KIATNEWS : KENDARI – Sebagai masyarakat yang hidup berdampingan dengan laut, masyarakat Bajau tentunya memiliki peran yang vital terhadap masa depan alam yang lestari. Tidak hanya menjadikan laut sebagai tempat hidup dan menggantungkan hidup melainkan juga laut sepatutnya dijadikan sebagai bagian dari diri mereka, agar timbul rasa tanggung jawab untuk menjaga kelestarian laut itu sendiri.
Direktur Pengembangan dan Pemanfaatan Kebudayaan, Irini Dewi Wanti mengatakan, deklarasi masyarakat Bajau dalam perlindungan dan pengelolaan cagar biosfer Wakatobi merupakan salah satu bentuk perhelatan yang mengangkat harkat dan martabat Suku Bajau di Wakatobi dan Suku Bajau dimanapun berada.
Selama ini, kata Irini, dirinya sangat sering menjumpai berbagai riset dan tulisan tentang Suku Bajau yang bagus dan beranekaragam, tetapi narasi – narasi tersebut tidak terimplementasi penerapannya pada masyarakat Bajau itu sendiri yang memiliki populasi sekitar 6 hingga 7 juta orang.
Sebagai contoh, ketika berkunjung ke perkampungan Bajau, mereka sebagai masyarakat nelayan atau maritim luar biasa keunikannya, karena memang di sanalah kehidupan mereka yang sebenarnya, tetapi ketika berbicara tentang sumbangsih terhadap keterlibatan dalam pembangunan seperti kurang tereksplorasi.
Berdasarkan pengalaman tersebut, lanjut Irini, perlu melakukan pelibatan Suku Bajau yang lebih baik lagi kedepannya, agar budaya yang dimiliki oleh mereka bisa menjadi kekuatan baru sekaligus nilai tambah bagi daerah tempat mereka bermukim. Contohnya, Wakatobi yang merupakan salah satu daerah cagar biosfer dalam menjaga aset tersebut sekaligus memancing riak – riak kepariwisataan.
Presiden Kerukunan Keluarga Bajau Indonesia, Abdul Manan sebagai perwakilan Suku Bajau juga mengatakan hal senada, bahwa deklarasi ini merupakan bentuk komitmen untuk mendukung dan ikut serta melestarikan sumber daya pesisir dan laut yang ada di Kabupaten Wakatobi, sebagai salah satu cagar biosfer dunia.
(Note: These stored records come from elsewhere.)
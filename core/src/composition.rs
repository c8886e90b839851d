//! Composition buffer: the pending phonetic input of the current session.
//!
//! The buffer is a two-state machine. `Idle` holds nothing; `Composing`
//! always holds at least one character, so "composing with an empty buffer"
//! is not representable.
//!
//! ```text
//!   Idle ──append_letter──▶ Composing ──append_letter──▶ Composing
//!    ▲                          │
//!    └── delete (last char) / commit / clear
//! ```
//!
//! Every operation is total: nothing here can fail.

/// State of the composition buffer.
#[derive(Debug, Clone, PartialEq, Eq, Default)]
pub enum CompositionState {
    /// No pending input.
    #[default]
    Idle,
    /// Pending phonetic input; never empty.
    Composing(String),
}

/// What a `delete()` did.
#[derive(Debug, Clone, Copy, PartialEq, Eq)]
pub enum DeleteOutcome {
    /// A character was removed from the pending input.
    Removed(char),
    /// Nothing was pending; the host should delete backward itself.
    ForwardToHost,
}

/// Pending phonetic input built from raw letter keys.
#[derive(Debug, Clone, Default)]
pub struct CompositionBuffer {
    state: CompositionState,
}

impl CompositionBuffer {
    /// Create an idle buffer.
    pub fn new() -> Self {
        Self::default()
    }

    pub fn state(&self) -> &CompositionState {
        &self.state
    }

    /// Pending input, empty when idle.
    pub fn text(&self) -> &str {
        match &self.state {
            CompositionState::Idle => "",
            CompositionState::Composing(buf) => buf,
        }
    }

    pub fn is_composing(&self) -> bool {
        matches!(self.state, CompositionState::Composing(_))
    }

    /// Length of the pending input in characters.
    pub fn len(&self) -> usize {
        self.text().chars().count()
    }

    pub fn is_empty(&self) -> bool {
        !self.is_composing()
    }

    /// Append a letter, lower-cased. Enters `Composing` from `Idle`.
    pub fn append_letter(&mut self, ch: char) {
        match &mut self.state {
            CompositionState::Composing(buf) => buf.extend(ch.to_lowercase()),
            CompositionState::Idle => {
                self.state = CompositionState::Composing(ch.to_lowercase().collect());
            }
        }
    }

    /// Remove the last pending character.
    ///
    /// Removing the only character returns the buffer to `Idle`. When already
    /// idle the buffer is untouched and the caller is told to forward the
    /// delete to the host.
    pub fn delete(&mut self) -> DeleteOutcome {
        let CompositionState::Composing(buf) = &mut self.state else {
            return DeleteOutcome::ForwardToHost;
        };
        let Some(removed) = buf.pop() else {
            self.state = CompositionState::Idle;
            return DeleteOutcome::ForwardToHost;
        };
        if buf.is_empty() {
            self.state = CompositionState::Idle;
        }
        DeleteOutcome::Removed(removed)
    }

    /// Take the pending input (possibly empty) and return to `Idle`.
    pub fn commit(&mut self) -> String {
        match std::mem::take(&mut self.state) {
            CompositionState::Idle => String::new(),
            CompositionState::Composing(buf) => buf,
        }
    }

    /// Discard any pending input.
    pub fn clear(&mut self) {
        self.state = CompositionState::Idle;
    }
}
Baginya, komitmen tersebut dengan tetap berlandaskan praktik – praktik kearifan lokal masyarakat Bajau Wakatobi selama ini yang berjumlah kurang lebih sekitar 20.000 jiwa, terbagi 2 lokasi inti yakni Bajau Mola di perairan Wangi – Wangi dan Bajau Sampela di perairan Kaledupa, dalam hal pemanfaatan sumber daya laut sekaligus menjaga kelestarian alam Wakatobi.
Selain itu, dengan adanya deklarasi ini, Ia menegaskan, bahwa Suku Bajau akan mengambil peran utama dalam kolaborasi multipihak atau hexahelix, dan masyarakat Bajau akan menempatkan alam sebagai bagian tak terpisahkan dari kehidupan mereka.
Sementara itu, Bupati Wakatobi, Haliana sangat mengapresiasi inisiasi pelaksanaan deklarasi oleh Kemdikbudristek yang mampu menggugah semangat kolaborasi antara masyarakat dan tokoh Bajau, semua pemangku kebijakan serta seluruh masyarakat di Kabupaten Wakatobi yang berjumlah 115.000 jiwa dan tersebar di 4 pulau besar yakni Wanci, Kaledupa, Tomia, Binongko untuk berkomitmen bersama maupun melahirkan rekomendasi untuk menjaga laut yang diharapkan menjadi komitmen bersama sejak hari deklarasi hingga seterusnya guna memberikan manfaat yang lebih panjang ke generasi – generasi berikutnya.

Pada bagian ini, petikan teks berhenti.